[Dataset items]
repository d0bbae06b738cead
//! Application layer
//!
//! Orchestrates use cases and coordinates domain objects.

pub mod commands;
pub mod dto;
pub mod suggest;

pub use commands::{AudienceService, DuplicateQueueSession, IdentityKeyService, SegmentService};
pub use dto::*;
pub use suggest::{Suggestion, ValueSuggester};
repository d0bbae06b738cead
//! Ports module (Hexagonal Architecture)
//!
//! Defines interfaces for external dependencies.

pub mod inbound;
pub mod outbound;

pub use inbound::*;
pub use outbound::*;
//! Audience commands

use outreach_audience::{AudienceUseCases, EntityId};
use tabled::Tabled;

use super::Context;
use crate::output;
use crate::AudienceCommands;

#[derive(Tabled)]
struct CountRow {
    segment: String,
    contacts: u64,
    invalid_email: u64,
    unsubscribed: u64,
}

pub async fn handle(action: AudienceCommands, ctx: &Context) -> Result<(), String> {
    match action {
        AudienceCommands::Count { segment_ids } => {
            let ids: Vec<EntityId> = segment_ids.iter().map(|id| EntityId::from_string(id.as_str())).collect();
            let report = ctx.audience().compute_audience(&ids).await.map_err(|e| e.to_string())?;

            let mut rows: Vec<CountRow> = report
                .counts
                .per_segment
                .iter()
                .map(|s| CountRow {
                    segment: s.segment_id.to_string(),
                    contacts: s.contact_count,
                    invalid_email: s.invalid_email_count,
                    unsubscribed: s.un_subscribed_count,
                })
                .collect();
            rows.push(CountRow {
                segment: "TOTAL (deduplicated)".into(),
                contacts: report.counts.total_number_of_contacts,
                invalid_email: report.counts.total_invalid_email_count,
                unsubscribed: report.counts.total_un_subscribed_count,
            });
            ctx.format.print(&report, &rows);

            for id in &report.stale_segment_ids {
                output::warn(format!("segment {} no longer exists and was left out", id));
            }
            if ctx.format.is_table() && report.overlap() > 0 {
                output::warn(format!(
                    "{} contact(s) belong to more than one segment; the total counts them once",
                    report.overlap()
                ));
            }
        }
    }
    Ok(())
}
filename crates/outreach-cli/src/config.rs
//! CLI Configuration

use std::path::PathBuf;

use outreach_audience::AudienceConfig;

pub fn load(profile: Option<&str>) -> Result<AudienceConfig, String> {
    let path = config_path(profile)?;
    AudienceConfig::load(&path).map_err(|e| format!("{}: {}", path.display(), e))
}

/// Command-line flags win over the file and the environment
pub fn apply_flags(
    config: &mut AudienceConfig,
    api_url: Option<String>,
    api_key: Option<String>,
    company: Option<String>,
) -> Result<(), String> {
    if let Some(url) = api_url {
        config.api.base_url = url;
    }
    if let Some(key) = api_key {
        config.api.api_key = key;
    }
    if let Some(company) = company {
        config.company_id = company;
    }
    config.validate().map_err(|e| e.to_string())
}

pub fn config_path(profile: Option<&str>) -> Result<PathBuf, String> {
    let home = dirs::home_dir().ok_or("Cannot find home directory")?;
    let filename = match profile {
        Some(p) => format!("config.{}.toml", p),
        None => "config.toml".to_string(),
    };
    Ok(home.join(".outreach").join(filename))
}

pub fn mask(key: &str) -> String {
    if key.is_empty() {
        "(not set)".into()
    } else {
        format!("{}****", &key[..key.char_indices().nth(4).map(|(i, _)| i).unwrap_or(key.len())])
    }
}
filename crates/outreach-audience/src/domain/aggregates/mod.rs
//! Aggregates module

pub mod duplicate_queue;
pub mod identity_key;
pub mod segment;

pub use duplicate_queue::{
    BulkChoice, BulkResolutionPlan, DuplicatePage, DuplicatePair, QueueError, ResolutionChoice,
    ResolutionQueue,
};
pub use identity_key::{
    FinalizeOutcome, FilterSlotConfig, IdentityKeyConfig, IdentityKeyError, KeyChangePreview,
    KeySlot, KeySlotConfig, RevertRequest, RevertStatus, SlotState,
};
pub use segment::{Segment, SegmentError};
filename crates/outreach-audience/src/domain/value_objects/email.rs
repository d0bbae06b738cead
//! Email Value Object
//!
//! Validated, normalized recipient address. Invalid addresses are still
//! stored on contacts; they are only counted separately so the operator can
//! be warned before a send.

use serde::{Deserialize, Serialize};
use std::fmt;

/// Normalized email address
#[derive(Clone, Debug, PartialEq, Eq, Hash, Serialize, Deserialize)]
#[serde(try_from = "String", into = "String")]
pub struct Email(String);

impl Email {
    /// Parse and normalize (trim + lowercase) an address
    pub fn parse(value: impl AsRef<str>) -> Result<Self, EmailError> {
        let value = value.as_ref().trim().to_lowercase();

        if value.is_empty() {
            return Err(EmailError::Empty);
        }

        let (local, domain) = value.split_once('@').ok_or(EmailError::MissingAt)?;
        if local.is_empty() || domain.contains('@') || value.chars().any(char::is_whitespace) {
            return Err(EmailError::InvalidFormat);
        }
        if !domain.contains('.') || domain.starts_with('.') || domain.ends_with('.') {
            return Err(EmailError::InvalidDomain);
        }

        Ok(Self(value))
    }

    /// True when the raw value would be accepted by the sending pipeline
    pub fn is_deliverable(raw: &str) -> bool {
        Self::parse(raw).is_ok()
    }

    pub fn as_str(&self) -> &str {
        &self.0
    }

    pub fn domain(&self) -> &str {
        self.0.split_once('@').map(|(_, d)| d).unwrap_or_default()
    }
}

impl fmt::Display for Email {
    fn fmt(&self, f: &mut fmt::Formatter<'_>) -> fmt::Result {
        f.write_str(&self.0)
    }
}

impl TryFrom<String> for Email {
    type Error = EmailError;

    fn try_from(value: String) -> Result<Self, Self::Error> {
        Self::parse(value)
    }
}

impl From<Email> for String {
    fn from(email: Email) -> Self {
        email.0
    }
}

#[derive(Debug, Clone, PartialEq, Eq, thiserror::Error)]
pub enum EmailError {
    #[error("email address is empty")]
    Empty,
    #[error("email address has no '@'")]
    MissingAt,
    #[error("email address is malformed")]
    InvalidFormat,
    #[error("email domain is malformed")]
    InvalidDomain,
}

[WHAT TO WORK ON] Determine how many lines in the records above hold the word "MissingAt", and answer with that number only.

[RESPONSE BOX] 2